Business strategy vs. Exercise and understanding of premiums

With call options, the premium will increase as the market for the underlying stock rises. Buyer demand will increase. This increase in premiums allows the investor to trade the option in the market for a profit. Therefore, he is not exercising the contract, but changing it. The difference between the premium he paid and the premium he sold for will be his profit. The benefit for people looking to learn how to trade options or learn the basics of a trading strategy is that you don’t need to buy a stock outright to benefit from its rise with calls.

What are put options?

A put option is the reverse of a call contract. Put options allow the contract owner to SELL a stock at the strike price. You are pessimistic about the stock or perhaps the sector the company is in. Since selling a stock short is extremely risky as you have to cover that short and the repurchase price of that stock is unknown. Be SO wrong and you’re in for a world of trouble. However, put options leave the risk at the cost of the option itself: the premium. Learning or getting information on how to trade puts starts with the above and looks at an example of a put contract. Using the same contract as above, our anticipation of the market is completely different.

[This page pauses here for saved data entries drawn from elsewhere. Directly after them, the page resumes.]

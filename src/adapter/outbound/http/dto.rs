//! Wire format of the viewport endpoint.
//!
//! The backend answers either a bare JSON array or `{"data": [...]}`.
//! Coordinates and prices come as numbers or numeric strings depending on
//! the listing source, so every such field is decoded leniently.

use std::str::FromStr;

use rust_decimal::Decimal;
use serde::Deserialize;
use serde_json::Value;

use crate::domain::{Property, PropertyId};

/// Body of a viewport response.
#[derive(Debug, Deserialize)]
#[serde(untagged)]
pub enum ViewportResponse {
    List(Vec<PropertyDto>),
    Wrapped { data: Vec<PropertyDto> },
}

impl ViewportResponse {
    #[must_use]
    pub fn into_listings(self) -> Vec<PropertyDto> {
        match self {
            Self::List(items) | Self::Wrapped { data: items } => items,
        }
    }
}

/// One listing as sent by the backend.
#[derive(Debug, Deserialize)]
pub struct PropertyDto {
    #[serde(default)]
    pub id: Value,
    #[serde(default, alias = "latitude")]
    pub lat: Value,
    #[serde(default, alias = "longitude")]
    pub lng: Value,
    #[serde(default)]
    pub price: Value,
    #[serde(default, rename = "type")]
    pub kind: Option<String>,
    #[serde(default)]
    pub title: Option<String>,
    #[serde(default)]
    pub address: Option<String>,
    #[serde(default, alias = "imageUrl")]
    pub image_url: Option<String>,
}

impl PropertyDto {
    /// Convert to a domain listing. Listings without an id are dropped;
    /// unreadable coordinates become `None`.
    #[must_use]
    pub fn into_domain(self) -> Option<Property> {
        let id = match self.id {
            Value::String(id) if !id.trim().is_empty() => id,
            Value::Number(n) => n.to_string(),
            _ => return None,
        };
        Some(Property {
            id: PropertyId::new(id),
            lat: lenient_f64(&self.lat),
            lng: lenient_f64(&self.lng),
            price: lenient_decimal(&self.price),
            kind: self.kind.unwrap_or_default(),
            title: self.title,
            address: self.address,
            image_url: self.image_url,
        })
    }
}

fn lenient_f64(value: &Value) -> Option<f64> {
    match value {
        Value::Number(n) => n.as_f64(),
        Value::String(s) => s.trim().parse::<f64>().ok(),
        _ => None,
    }
    .filter(|v| v.is_finite())
}

fn lenient_decimal(value: &Value) -> Option<Decimal> {
    match value {
        Value::Number(n) => {
            let text = n.to_string();
            Decimal::from_str(&text)
                .or_else(|_| Decimal::from_scientific(&text))
                .ok()
        }
        Value::String(s) => Decimal::from_str(s.trim()).ok(),
        _ => None,
    }
}
//! Handler for `propview viewport`.

use anyhow::bail;
use serde_json::json;
use tabled::{Table, Tabled};

use crate::adapter::inbound::cli::command::ViewportArgs;
use crate::adapter::inbound::cli::output;
use crate::application::viewport::{DataOrigin, ViewportOutcome};
use crate::domain::{merge_for_display, GeoBounds, Property};
use crate::infrastructure::config::settings::Config;
use crate::infrastructure::services::Services;

#[derive(Tabled)]
struct PropertyRow {
    #[tabled(rename = "ID")]
    id: String,
    #[tabled(rename = "Lat")]
    lat: String,
    #[tabled(rename = "Lng")]
    lng: String,
    #[tabled(rename = "Type")]
    kind: String,
    #[tabled(rename = "Price")]
    price: String,
    #[tabled(rename = "Title")]
    title: String,
}

impl From<&Property> for PropertyRow {
    fn from(p: &Property) -> Self {
        let (lat, lng) = p.coordinates().unwrap_or_default();
        Self {
            id: p.id.to_string(),
            lat: format!("{lat:.5}"),
            lng: format!("{lng:.5}"),
            kind: p.kind.clone(),
            price: p.price.map(|d| format!("${d}")).unwrap_or_default(),
            title: p.title.clone().unwrap_or_default(),
        }
    }
}

/// Execute `viewport`.
pub async fn execute(config: &Config, args: &ViewportArgs) -> anyhow::Result<()> {
    let bounds = GeoBounds::try_new(args.north, args.south, args.east, args.west)?;
    let services = Services::from_config(config)?;
    let loader = services.viewport_loader();

    let outcome = loader.load(bounds).await?;
    let (markers, origin) = match &outcome {
        ViewportOutcome::Ready { properties, origin } => {
            (merge_for_display(properties.iter()), Some(*origin))
        }
        ViewportOutcome::Failed { error, fallback: None } => bail!("viewport fetch failed: {error}"),
        other => {
            output::warning(&describe(other));
            let markers = other
                .properties()
                .map(|set| merge_for_display(set.iter()))
                .unwrap_or_default();
            (markers, None)
        }
    };
    services.dispose();

    let shown = args.limit.unwrap_or(markers.len()).min(markers.len());
    if output::is_json() {
        output::json_output(&json!({
            "command": "viewport",
            "bounds": bounds,
            "origin": origin.map(origin_label),
            "count": markers.len(),
            "properties": &markers[..shown],
        }));
        return Ok(());
    }

    output::section("Viewport");
    output::field("Bounds", bounds);
    output::field("Source", origin.map_or("fallback", origin_label));
    output::field("Properties", markers.len());
    if markers.is_empty() {
        output::note("(no properties in view)");
        return Ok(());
    }
    let rows: Vec<PropertyRow> = markers[..shown].iter().map(PropertyRow::from).collect();
    output::lines(&Table::new(rows).to_string());
    if shown < markers.len() {
        output::note(&format!("... {} more", markers.len() - shown));
    }
    Ok(())
}

fn origin_label(origin: DataOrigin) -> &'static str {
    match origin {
        DataOrigin::Cache => "cache",
        DataOrigin::Network => "network",
    }
}

fn describe(outcome: &ViewportOutcome) -> String {
    match outcome {
        ViewportOutcome::RateLimited { retry_after, .. } => match retry_after {
            Some(wait) => format!("rate limited, retry in {}ms", wait.as_millis()),
            None => "rate limited".to_string(),
        },
        ViewportOutcome::Failed { error, .. } => format!("fetch failed ({error}), showing last data"),
        ViewportOutcome::Superseded => "superseded by a newer viewport".to_string(),
        ViewportOutcome::Unchanged { .. } => "viewport unchanged".to_string(),
        ViewportOutcome::Ready { .. } => "ready".to_string(),
    }
}
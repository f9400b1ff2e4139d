//! hostmond: multicast peer presence daemon.

use std::net::SocketAddrV4;
use std::sync::Arc;
use std::time::Instant;

use anyhow::{Context, Result};
use tokio::sync::broadcast;
use tokio::task::JoinError;

use hostmon_core::config::HostmonConfig;
use hostmon_services::{Notifier, NullNotifier, PresenceRegistry, UdpNotifier};

mod host;
mod presence;
mod status;
mod transport;

use presence::{Advertiser, Listener, LocalNode, Sweeper};

#[tokio::main]
async fn main() -> Result<()> {
    tracing_subscriber::fmt()
        .with_env_filter(tracing_subscriber::EnvFilter::from_default_env())
        .init();

    // Load config
    if let Err(e) = HostmonConfig::write_default_if_missing() {
        tracing::warn!(error = %e, "failed to write default config");
    }
    let config = HostmonConfig::load().context("failed to load configuration")?;

    // Local identity
    let system = host::SystemInfo::current()?;
    let local_id = match &config.identity.id {
        Some(id) => id.clone(),
        None => host::hostname().context("no identity.id configured and host name unavailable")?,
    };
    let node = LocalNode::from_config(local_id.clone(), &config.identity, &system);
    tracing::info!(
        id = %local_id,
        architecture = %system.machine,
        provides = ?node.provides,
        "hostmond starting"
    );

    // Registry + notifier
    let notifier: Arc<dyn Notifier> = if config.notify.enabled {
        let target = config.notify.target_addr()?;
        tracing::info!(%target, "status events enabled");
        Arc::new(UdpNotifier::bind(target).context("failed to bind status event socket")?)
    } else {
        Arc::new(NullNotifier)
    };
    let registry = PresenceRegistry::shared(notifier);

    let group = SocketAddrV4::new(config.network.group_addr()?, config.network.port);

    // ── Shutdown channel ─────────────────────────────────────────────────────
    let (shutdown_tx, _) = broadcast::channel::<()>(1);

    tokio::spawn(wait_for_signal(shutdown_tx.clone()));

    // ── Sockets first: a broken transport must stop us before anything runs ──

    let advertiser = Advertiser::new(
        node,
        group.into(),
        &config.network,
        config.discovery.advertise_interval(),
        shutdown_tx.subscribe(),
    )?;

    let listener = Listener::new(
        group,
        registry.clone(),
        config.discovery.ignore_self.then(|| local_id.clone()),
        shutdown_tx.subscribe(),
    )?;

    let sweeper = Sweeper::new(
        registry.clone(),
        config.discovery.sweep_interval(),
        config.discovery.liveness_deadline_ms,
        shutdown_tx.subscribe(),
    );

    // ── Spawn tasks ──────────────────────────────────────────────────────────

    let advertiser_task = tokio::spawn(advertiser.run());
    let listener_task = tokio::spawn(listener.run());
    let sweeper_task = tokio::spawn(sweeper.run());

    if config.network.api_port != 0 {
        let state = status::StatusState {
            registry: registry.clone(),
            local_id: local_id.clone(),
            started: Instant::now(),
        };
        let port = config.network.api_port;
        let shutdown = shutdown_tx.subscribe();
        tokio::spawn(async move {
            if let Err(e) = status::serve(state, port, shutdown).await {
                tracing::error!(error = %e, "status server failed");
            }
        });
    }

    // ── Wait for exit ────────────────────────────────────────────────────────

    let mut shutdown_rx = shutdown_tx.subscribe();

    let outcome = tokio::select! {
        _ = shutdown_rx.recv() => {
            tracing::info!("shutting down");
            Ok(())
        }
        r = advertiser_task => task_exit("advertiser", r),
        r = listener_task   => task_exit("listener", r),
        r = sweeper_task    => task_exit("sweeper", r),
    };

    // Stop whatever is still running.
    let _ = shutdown_tx.send(());
    outcome
}

/// Fire the shutdown channel on ctrl-c.
///
/// If the handler cannot be installed the daemon keeps running and can
/// only be stopped by a task failure or a kill.
async fn wait_for_signal(shutdown: broadcast::Sender<()>) {
    wait_for_ctrl_c(tokio::signal::ctrl_c(), shutdown).await
}

async fn wait_for_ctrl_c<F>(signal: F, shutdown: broadcast::Sender<()>)
where
    F: std::future::Future<Output = std::io::Result<()>>,
{
    match signal.await {
        Ok(()) => {
            tracing::info!("shutdown signal received");
            let _ = shutdown.send(());
        }
        Err(e) => {
            tracing::error!(error = %e, "failed to install ctrl-c handler");
            std::future::pending::<()>().await;
        }
    }
}

/// Turn a finished presence task into the daemon's exit result.
fn task_exit(name: &str, joined: Result<Result<()>, JoinError>) -> Result<()> {
    match joined {
        Ok(Ok(())) => {
            tracing::info!(task = name, "task stopped");
            Ok(())
        }
        Ok(Err(e)) => {
            tracing::error!(task = name, error = %format!("{e:#}"), "task failed");
            Err(e.context(format!("{name} task failed")))
        }
        Err(e) => {
            tracing::error!(task = name, error = %e, "task panicked");
            Err(anyhow::Error::new(e).context(format!("{name} task panicked")))
        }
    }
}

1 PKT Put on December 40 at a premium of $500. If the stock goes down, the trader has the right to sell the stock at 40, no matter how low the market goes. You are bearish when you buy or have long put options. Learning to trade or understand put options starts with the direction of the market and what you have paid for the option. Any basic strategy you adopt in this contract must be done before December. Options typically expire towards the end of the month.

It has the same 3 trading strategy options.

Let the option expire, usually because the market is up and it’s not worth trading, or exercising your right to sell it at the strike price.

Exercise the contract: The market is down, so you buy the stock at the lower price and exercise the contract to sell it at 40 and make your profit.

Option trading: The market went down, which pushed the premium up, or the market went up and you’re just looking to get out before you lose all of your premium.

Conclusion Foundations

Options trading carries good leverage because you don’t have to buy or short the stock itself, which requires more capital.

They carry 100% risk of the premiums invested.

There is an expiration time frame to take action after buying options.

Trading options should be done slowly and with stocks you are familiar with.

I hope you have learned some of the basics of call options trading, investing and how to trade them. Look for more of our articles. Training in American investments.